In questi 20 anni di vita lontano da casa non ho mai lasciato un litigio con mamma e papà durare più di un giorno: "E se poi non avessi mai più la possibilità di far pace?". Ho provato a organizzare le vacanze in base ai loro compleanni. E quando non ho potuto, ho guardato con il magone foto di feste a cui non c'ero. Gli ho dedicato molti "natali con i tuoi", ma anche qualche "pasqua con chi vuoi". Ho registrato video messaggi di auguri e di buonanotte. Ho inviato lettere di scuse e email di richieste di aiuto (che in questo caso non ci si può affidare ai tempi delle Poste). Ho fatto brutti sogni che gli hanno allungato la vita. Ho avuto brutti pensieri che forse hanno accorciato la mia. Ho ricevuto pacchi pieni di caffè e di amore e ho riempito valigie di regali e sensi di colpa.
Poi i miei genitori sono diventati nonni, e a quel punto qualcosa è cambiato. La mia paura non è più stata quella di non esserci quando se ne andranno, ma quella che loro non ci sarebbero stati mentre mia figlia veniva al mondo, quando sorrideva per la prima volta o diceva la prima parola, quando iniziava a gattonare, camminare, correre, schiantarsi negli alberi col monopattino. La mia paura è stata quella che mia figlia non li vedesse abbastanza da sapere che quelli erano i suoi nonni.

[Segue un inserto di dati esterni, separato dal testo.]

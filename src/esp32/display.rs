use core::time::Duration;

use esp_idf_svc::hal::gpio::OutputPin;
use esp_idf_svc::hal::peripheral::Peripheral;
use esp_idf_svc::hal::rmt::config::TransmitConfig;
use esp_idf_svc::hal::rmt::{PinState, Pulse, RmtChannel, TxRmtDriver, VariableLengthSignal};
use esp_idf_svc::sys::EspError;

use crate::LedMatrix;
use crate::board::{BoardConfig, ColorOrder};
use crate::frame::FrameBuffer;

/// Error types for ESP32 LED display operations.
#[derive(Debug, thiserror::Error)]
pub enum LedDisplayError {
    #[error("LED driver initialization failed: {0}")]
    DriverInit(EspError),
    #[error("LED update error: {0}")]
    Update(#[from] EspError),
}

/// High/low pulse pair encoding one bit on the WS2812 data line.
type BitPulses = (Pulse, Pulse);

/// WS2812 LED matrix driven via the ESP32 RMT peripheral.
///
/// Shifts the frame out in physical strip order, with the board's
/// brightness ceiling and channel order applied on the way.
pub struct Esp32LedDisplay<'d> {
    tx: TxRmtDriver<'d>,
    brightness_limit: u8,
    color_order: ColorOrder,
    zero: BitPulses,
    one: BitPulses,
}

impl<'d> Esp32LedDisplay<'d> {
    pub fn new<C: RmtChannel>(
        channel: impl Peripheral<P = C> + 'd,
        pin: impl Peripheral<P = impl OutputPin> + 'd,
        config: &BoardConfig,
    ) -> Result<Self, LedDisplayError> {
        let rmt_config = TransmitConfig::new().clock_divider(1);
        let tx = TxRmtDriver::new(channel, pin, &rmt_config).map_err(LedDisplayError::DriverInit)?;

        let ticks_hz = tx.counter_clock().map_err(LedDisplayError::DriverInit)?;
        let pulse = |state, nanos| {
            Pulse::new_with_duration(ticks_hz, state, &Duration::from_nanos(nanos))
                .map_err(LedDisplayError::DriverInit)
        };

        // WS2812B timings: T0H 350ns, T0L 800ns, T1H 700ns, T1L 600ns.
        let zero = (pulse(PinState::High, 350)?, pulse(PinState::Low, 800)?);
        let one = (pulse(PinState::High, 700)?, pulse(PinState::Low, 600)?);

        log::info!(
            "WS2812 driver ready on GPIO {} (brightness limit {})",
            config.led_pin,
            config.brightness_limit
        );

        Ok(Self {
            tx,
            brightness_limit: config.brightness_limit,
            color_order: config.color_order,
            zero,
            one,
        })
    }
}

impl LedMatrix for Esp32LedDisplay<'_> {
    type Error = LedDisplayError;

    fn show(&mut self, frame: &FrameBuffer) -> Result<(), Self::Error> {
        let mut signal = VariableLengthSignal::new();

        for color in frame.pixels() {
            let [a, b, c] = self
                .color_order
                .arrange(color.scale(self.brightness_limit));
            let bits = u32::from_be_bytes([0, a, b, c]);

            // Most significant bit first.
            for shift in (0..24).rev() {
                let (high, low) = if bits >> shift & 1 == 1 {
                    &self.one
                } else {
                    &self.zero
                };
                signal.push([high, low])?;
            }
        }

        self.tx.start_blocking(&signal)?;
        Ok(())
    }
}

Quindi sono iniziate le chiamate su FaceTime: "Mamma devi accendere il wifi sennò non funziona". Le chat su Whatsapp per mandare i video e le foto delle tappe mancate che si misurano in giga di memoria occupati: "Ho il telefono pieno, come faccio? Ma non le voglio cancellare". Le rivendicazioni multimediali: "oggi non mi hai mandato neanche un video, mandami almeno una foto". Le chiamate a papà su Skype mentre è a lavoro e ci tocca sentirci le telefonate che riceve dai suoi clienti (o da mia madre). Abbiamo attaccato foto su tutti i muri da guardare ogni volta che ci si sveglia con la nostalgia: "I wanna go nonni's house". Abbiamo scaricato la app di Tango per videochiamate senza wifi, ma mamma ancora non ha imparato a far rientrare la sua faccia nello schermo per cui spesso parliamo col lampadario della sua cucina.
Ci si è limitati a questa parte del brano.